Cigarette smoke–induced airway epithelial injury is a central pathological feature of chronic obstructive pulmonary disease (COPD) and is closely associated with mitochondrial dysfunction. Excessive dynamin-related protein 1 (DRP1)–mediated mitochondrial fission contributes to epithelial oxidative stress and apoptosis; however, the endogenous regulatory mechanisms limiting aberrant DRP1 activation in the airway epithelium remain poorly understood. Epoxyeicosatrienoic acids (EETs), lipid mediators metabolized by soluble epoxide hydrolase (EPHX2), have been implicated in lung protection, but their role in regulating mitochondrial dynamics in cigarette smoke–exposed airway epithelium has not been established. Wild-type and EPHX2-/- mice were exposed to chronic cigarette smoke to evaluate mitochondrial morphology, oxidative stress, epithelial apoptosis, and lung mechanics. In vitro, BEAS-2B airway epithelial cells were exposed to cigarette smoke extract (CSE) with pharmacological or genetic modulation of EET signaling. Mitochondrial structure and function, including reactive oxygen species production, mitochondrial membrane potential, and DRP1 phosphorylation status, were assessed using confocal microscopy, transmission electron microscopy, and immunoblotting.
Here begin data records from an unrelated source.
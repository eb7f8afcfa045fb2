// Copyright (c) Starcoin, Inc.
// SPDX-License-Identifier: Apache-2.0

//! Lifecycle resolution of the pending transaction.
//!
//! Two independent sources of truth resolve the same pending slot: the
//! periodic transaction-metadata poll and the pushed ledger updates. Both
//! compute a verdict from a read-lock snapshot and re-check the slot after
//! acquiring the write lock, so exactly one terminal decision is applied
//! per pending transaction.

use super::{same_pending_transaction, Faucet, FaucetState, PendingTransaction};
use crate::error::FaucetError;
use faucet_types::{LedgerUpdate, OutputId, TransactionState};
use tracing::debug;

/// Terminal decision for a pending transaction.
#[derive(Clone, Copy, Debug, PartialEq, Eq)]
pub(crate) enum Verdict {
    /// Transaction settled: drop the batched requests, free the slot.
    Clear,
    /// Transaction failed, orphaned or conflicting: requeue the batched
    /// requests, free the slot.
    Readd,
    /// Still undecided, leave the slot armed.
    Keep,
}

#[derive(Debug)]
pub(crate) struct Resolution {
    pub(crate) verdict: Verdict,
    pub(crate) log_message: Option<String>,
    pub(crate) soft_error: Option<FaucetError>,
}

impl Resolution {
    fn keep(log_message: impl Into<String>) -> Self {
        Self {
            verdict: Verdict::Keep,
            log_message: Some(log_message.into()),
            soft_error: None,
        }
    }

    fn clear(log_message: impl Into<String>) -> Self {
        Self {
            verdict: Verdict::Clear,
            log_message: Some(log_message.into()),
            soft_error: None,
        }
    }

    fn readd(soft_error: FaucetError) -> Self {
        Self {
            verdict: Verdict::Readd,
            log_message: None,
            soft_error: Some(soft_error),
        }
    }
}

impl Faucet {
    /// Checks whether the pending transaction was accepted, orphaned or
    /// failed, driven by the periodic ticker. On a problem the batched
    /// requests are re-added to the queue.
    pub async fn check_pending_transaction_state(&self) {
        let snapshot = self.state.read().await.pending_transaction.clone();
        let Some(pending) = snapshot else {
            debug!("no pending transaction found");
            return;
        };

        let resolution = self.resolve_by_metadata(&pending).await;
        if resolution.verdict == Verdict::Keep {
            self.report_resolution(&resolution);
            return;
        }

        // the verdict came from a read-lock snapshot; re-check under the
        // write lock and decide again if the slot changed in between
        let mut state = self.state.write().await;
        let resolution =
            if !same_pending_transaction(&state.pending_transaction, &Some(pending)) {
                match state.pending_transaction.clone() {
                    None => {
                        debug!("pending transaction already resolved");
                        return;
                    }
                    Some(current) => self.resolve_by_metadata(&current).await,
                }
            } else {
                resolution
            };

        self.apply_resolution_without_locking(&mut state, resolution);
    }

    /// Applies a pushed ledger update to the pending transaction. Presence
    /// of the transaction's output 0 among the created outputs witnesses
    /// success (transactions create all or none of their outputs);
    /// consumption of any declared input without that witness means a
    /// conflicting transaction spent the faucet's inputs.
    pub async fn apply_ledger_update(&self, update: &LedgerUpdate) {
        let snapshot = self.state.read().await.pending_transaction.clone();
        let Some(pending) = snapshot else {
            return;
        };

        let resolution = resolve_by_ledger_update(&pending, update);
        if resolution.verdict == Verdict::Keep {
            self.report_resolution(&resolution);
            return;
        }

        let mut state = self.state.write().await;
        let resolution =
            if !same_pending_transaction(&state.pending_transaction, &Some(pending)) {
                match state.pending_transaction.clone() {
                    None => return,
                    Some(current) => resolve_by_ledger_update(&current, update),
                }
            } else {
                resolution
            };

        self.apply_resolution_without_locking(&mut state, resolution);
    }

    async fn resolve_by_metadata(&self, pending: &PendingTransaction) -> Resolution {
        let metadata = match self
            .ledger
            .fetch_transaction_metadata(pending.transaction_id)
            .await
        {
            Ok(metadata) => metadata,
            Err(_) => {
                return Resolution::readd(FaucetError::LedgerClient(format!(
                    "failed to fetch metadata of the pending transaction, blockID: {}, txID: {}",
                    pending.block_id, pending.transaction_id
                )));
            }
        };

        let Some(metadata) = metadata else {
            // metadata unknown, this can only happen if the block was orphaned
            return Resolution::readd(FaucetError::LedgerClient(format!(
                "metadata of the pending transaction is unknown, blockID: {}, txID: {}",
                pending.block_id, pending.transaction_id
            )));
        };

        match metadata.state {
            TransactionState::Unknown => {
                // the transaction is not known, so the block must have been
                // filtered by the node
                Resolution::readd(FaucetError::LedgerClient(format!(
                    "pending transaction is not recognized as a transaction, blockID: {}, txID: {}",
                    pending.block_id, pending.transaction_id
                )))
            }
            TransactionState::Pending => Resolution::keep(format!(
                "transaction still pending, blockID: {}, txID: {}",
                pending.block_id, pending.transaction_id
            )),
            TransactionState::Accepted
            | TransactionState::Committed
            | TransactionState::Finalized => Resolution::clear(format!(
                "transaction successful, blockID: {}, txID: {}",
                pending.block_id, pending.transaction_id
            )),
            TransactionState::Failed => Resolution::readd(FaucetError::LedgerClient(format!(
                "transaction failed, blockID: {}, txID: {}, reason: {}",
                pending.block_id,
                pending.transaction_id,
                metadata.failure_reason.as_deref().unwrap_or("unknown")
            ))),
        }
    }

    fn report_resolution(&self, resolution: &Resolution) {
        if let Some(soft_error) = &resolution.soft_error {
            self.log_soft_error(soft_error.clone());
        }
        if let Some(message) = &resolution.log_message {
            debug!("{message}");
        }
    }

    fn apply_resolution_without_locking(
        &self,
        state: &mut FaucetState,
        resolution: Resolution,
    ) {
        self.report_resolution(&resolution);
        match resolution.verdict {
            Verdict::Clear => {
                self.metrics.pending_transactions_cleared.inc();
                self.clear_pending_requests_without_locking(state);
            }
            Verdict::Readd => {
                self.metrics.pending_transactions_readded.inc();
                self.readd_pending_requests_without_locking(state);
            }
            Verdict::Keep => {}
        }
    }
}

fn resolve_by_ledger_update(pending: &PendingTransaction, update: &LedgerUpdate) -> Resolution {
    // if output index 0 was created, all other outputs were created as well
    // because transactions are atomic
    let output_index_zero = OutputId::new(pending.transaction_id, 0);
    if update.created.contains(&output_index_zero) {
        return Resolution::clear(format!(
            "transaction landed, blockID: {}, txID: {}",
            pending.block_id, pending.transaction_id
        ));
    }

    if pending
        .consumed_inputs
        .iter()
        .any(|input| update.consumed.contains(input))
    {
        // a referenced input was spent without output 0 appearing, so the
        // transaction lost against a conflicting one
        return Resolution::readd(FaucetError::LedgerClient(format!(
            "transaction conflicting, inputs consumed in another transaction, blockID: {}, txID: {}",
            pending.block_id, pending.transaction_id
        )));
    }

    Resolution {
        verdict: Verdict::Keep,
        log_message: None,
        soft_error: None,
    }
}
Chronic cigarette smoke exposure induced marked mitochondrial fragmentation, increased oxidative stress, and epithelial apoptosis, accompanied by enhanced DRP1 activation. Genetic deletion of EPHX2 or exogenous EET supplementation preserved mitochondrial network integrity and significantly attenuated DRP1-mediated mitochondrial fission in both in vivo and in vitro models. In vivo, restoration of inhibitory DRP1 Ser637 phosphorylation was associated with reduced mitochondrial fragmentation, whereas in vitro EETs promoted inhibitory DRP1 Ser637 phosphorylation via activation of the cAMP/PKA signaling pathway, thereby limiting pathological mitochondrial fission and mitigating epithelial cell injury. EETs act as endogenous modulators of mitochondrial dynamics in airway epithelial cells. By restraining DRP1-mediated mitochondrial fission, EET signaling protects against cigarette smoke–induced mitochondrial dysfunction and epithelial injury, supporting the EPHX2–EET axis as a mechanistically and clinically relevant pathway for further translational investigation in COPD.